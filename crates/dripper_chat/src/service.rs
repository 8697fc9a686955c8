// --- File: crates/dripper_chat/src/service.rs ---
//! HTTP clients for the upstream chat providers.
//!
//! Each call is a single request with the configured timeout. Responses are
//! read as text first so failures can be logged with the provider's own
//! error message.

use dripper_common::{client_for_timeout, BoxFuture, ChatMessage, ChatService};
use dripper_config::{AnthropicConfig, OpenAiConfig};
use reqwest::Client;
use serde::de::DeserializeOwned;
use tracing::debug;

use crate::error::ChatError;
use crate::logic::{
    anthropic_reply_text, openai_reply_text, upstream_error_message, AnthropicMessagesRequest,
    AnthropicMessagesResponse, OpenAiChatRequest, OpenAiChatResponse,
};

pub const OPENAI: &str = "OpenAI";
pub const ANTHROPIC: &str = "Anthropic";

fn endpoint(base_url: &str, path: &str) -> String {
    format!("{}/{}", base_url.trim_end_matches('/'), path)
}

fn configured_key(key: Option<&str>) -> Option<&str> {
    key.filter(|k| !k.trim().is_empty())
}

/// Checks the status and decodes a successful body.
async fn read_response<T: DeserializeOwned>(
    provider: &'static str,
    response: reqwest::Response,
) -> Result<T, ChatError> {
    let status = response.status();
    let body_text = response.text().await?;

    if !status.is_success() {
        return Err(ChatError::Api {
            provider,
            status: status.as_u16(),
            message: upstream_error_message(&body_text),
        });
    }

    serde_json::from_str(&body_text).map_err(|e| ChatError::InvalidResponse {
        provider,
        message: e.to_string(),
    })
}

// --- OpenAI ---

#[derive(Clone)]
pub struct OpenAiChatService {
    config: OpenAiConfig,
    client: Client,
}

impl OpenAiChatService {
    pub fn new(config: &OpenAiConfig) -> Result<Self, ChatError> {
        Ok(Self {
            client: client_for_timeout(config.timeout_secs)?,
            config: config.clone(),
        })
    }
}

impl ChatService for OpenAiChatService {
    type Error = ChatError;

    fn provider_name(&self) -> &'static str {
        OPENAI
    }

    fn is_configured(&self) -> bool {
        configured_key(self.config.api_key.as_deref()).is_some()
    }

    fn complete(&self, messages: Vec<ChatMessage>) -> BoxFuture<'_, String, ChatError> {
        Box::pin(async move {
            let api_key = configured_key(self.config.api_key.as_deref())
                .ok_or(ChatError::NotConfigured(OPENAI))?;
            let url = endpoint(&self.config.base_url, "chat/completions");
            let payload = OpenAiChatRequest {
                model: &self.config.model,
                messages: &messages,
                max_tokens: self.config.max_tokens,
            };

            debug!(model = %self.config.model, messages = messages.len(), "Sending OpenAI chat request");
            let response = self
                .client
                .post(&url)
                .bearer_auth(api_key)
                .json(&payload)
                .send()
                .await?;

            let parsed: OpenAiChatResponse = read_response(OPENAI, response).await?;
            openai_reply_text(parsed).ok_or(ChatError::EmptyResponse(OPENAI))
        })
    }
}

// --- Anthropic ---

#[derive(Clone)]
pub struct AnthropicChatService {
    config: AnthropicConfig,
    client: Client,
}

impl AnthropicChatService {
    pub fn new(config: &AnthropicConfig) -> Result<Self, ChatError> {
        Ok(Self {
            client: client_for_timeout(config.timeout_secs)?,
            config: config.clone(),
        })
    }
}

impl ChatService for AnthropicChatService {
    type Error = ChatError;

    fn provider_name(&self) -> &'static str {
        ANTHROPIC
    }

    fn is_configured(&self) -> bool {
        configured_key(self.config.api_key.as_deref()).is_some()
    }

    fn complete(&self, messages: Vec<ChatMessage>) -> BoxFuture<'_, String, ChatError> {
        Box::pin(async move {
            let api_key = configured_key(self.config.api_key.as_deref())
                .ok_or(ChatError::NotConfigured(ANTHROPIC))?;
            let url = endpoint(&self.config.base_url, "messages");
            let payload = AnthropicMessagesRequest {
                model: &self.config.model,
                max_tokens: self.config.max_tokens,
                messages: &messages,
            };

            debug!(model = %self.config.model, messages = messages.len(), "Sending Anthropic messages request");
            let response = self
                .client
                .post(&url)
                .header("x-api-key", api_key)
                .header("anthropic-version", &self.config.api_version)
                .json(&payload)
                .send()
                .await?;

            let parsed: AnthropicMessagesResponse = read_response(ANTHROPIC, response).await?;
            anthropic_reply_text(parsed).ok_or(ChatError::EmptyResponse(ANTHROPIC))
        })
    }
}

ABOUT THIS TASK:
Would you please copy out every line of the data exactly?

ANSWER TO THIS EXERCISE:
filename crates/dripper_chat/src/service.rs
repository 8697fc9a686955c8
// --- File: crates/dripper_chat/src/service.rs ---
//! HTTP clients for the upstream chat providers.
//!
//! Each call is a single request with the configured timeout. Responses are
//! read as text first so failures can be logged with the provider's own
//! error message.

use dripper_common::{client_for_timeout, BoxFuture, ChatMessage, ChatService};
use dripper_config::{AnthropicConfig, OpenAiConfig};
use reqwest::Client;
use serde::de::DeserializeOwned;
use tracing::debug;

use crate::error::ChatError;
use crate::logic::{
    anthropic_reply_text, openai_reply_text, upstream_error_message, AnthropicMessagesRequest,
    AnthropicMessagesResponse, OpenAiChatRequest, OpenAiChatResponse,
};

pub const OPENAI: &str = "OpenAI";
pub const ANTHROPIC: &str = "Anthropic";

fn endpoint(base_url: &str, path: &str) -> String {
    format!("{}/{}", base_url.trim_end_matches('/'), path)
}

fn configured_key(key: Option<&str>) -> Option<&str> {
    key.filter(|k| !k.trim().is_empty())
}

/// Checks the status and decodes a successful body.
async fn read_response<T: DeserializeOwned>(
    provider: &'static str,
    response: reqwest::Response,
) -> Result<T, ChatError> {
    let status = response.status();
    let body_text = response.text().await?;

    if !status.is_success() {
        return Err(ChatError::Api {
            provider,
            status: status.as_u16(),
            message: upstream_error_message(&body_text),
        });
    }

    serde_json::from_str(&body_text).map_err(|e| ChatError::InvalidResponse {
        provider,
        message: e.to_string(),
    })
}

// --- OpenAI ---

#[derive(Clone)]
pub struct OpenAiChatService {
    config: OpenAiConfig,
    client: Client,
}

impl OpenAiChatService {
    pub fn new(config: &OpenAiConfig) -> Result<Self, ChatError> {
        Ok(Self {
            client: client_for_timeout(config.timeout_secs)?,
            config: config.clone(),
        })
    }
}

impl ChatService for OpenAiChatService {
    type Error = ChatError;

    fn provider_name(&self) -> &'static str {
        OPENAI
    }

    fn is_configured(&self) -> bool {
        configured_key(self.config.api_key.as_deref()).is_some()
    }

    fn complete(&self, messages: Vec<ChatMessage>) -> BoxFuture<'_, String, ChatError> {
        Box::pin(async move {
            let api_key = configured_key(self.config.api_key.as_deref())
                .ok_or(ChatError::NotConfigured(OPENAI))?;
            let url = endpoint(&self.config.base_url, "chat/completions");
            let payload = OpenAiChatRequest {
                model: &self.config.model,
                messages: &messages,
                max_tokens: self.config.max_tokens,
            };

            debug!(model = %self.config.model, messages = messages.len(), "Sending OpenAI chat request");
            let response = self
                .client
                .post(&url)
                .bearer_auth(api_key)
                .json(&payload)
                .send()
                .await?;

            let parsed: OpenAiChatResponse = read_response(OPENAI, response).await?;
            openai_reply_text(parsed).ok_or(ChatError::EmptyResponse(OPENAI))
        })
    }
}

// --- Anthropic ---

#[derive(Clone)]
pub struct AnthropicChatService {
    config: AnthropicConfig,
    client: Client,
}

impl AnthropicChatService {
    pub fn new(config: &AnthropicConfig) -> Result<Self, ChatError> {
        Ok(Self {
            client: client_for_timeout(config.timeout_secs)?,
            config: config.clone(),
        })
    }
}

impl ChatService for AnthropicChatService {
    type Error = ChatError;

    fn provider_name(&self) -> &'static str {
        ANTHROPIC
    }

    fn is_configured(&self) -> bool {
        configured_key(self.config.api_key.as_deref()).is_some()
    }

    fn complete(&self, messages: Vec<ChatMessage>) -> BoxFuture<'_, String, ChatError> {
        Box::pin(async move {
            let api_key = configured_key(self.config.api_key.as_deref())
                .ok_or(ChatError::NotConfigured(ANTHROPIC))?;
            let url = endpoint(&self.config.base_url, "messages");
            let payload = AnthropicMessagesRequest {
                model: &self.config.model,
                max_tokens: self.config.max_tokens,
                messages: &messages,
            };

            debug!(model = %self.config.model, messages = messages.len(), "Sending Anthropic messages request");
            let response = self
                .client
                .post(&url)
                .header("x-api-key", api_key)
                .header("anthropic-version", &self.config.api_version)
                .json(&payload)
                .send()
                .await?;

            let parsed: AnthropicMessagesResponse = read_response(ANTHROPIC, response).await?;
            anthropic_reply_text(parsed).ok_or(ChatError::EmptyResponse(ANTHROPIC))
        })
    }
}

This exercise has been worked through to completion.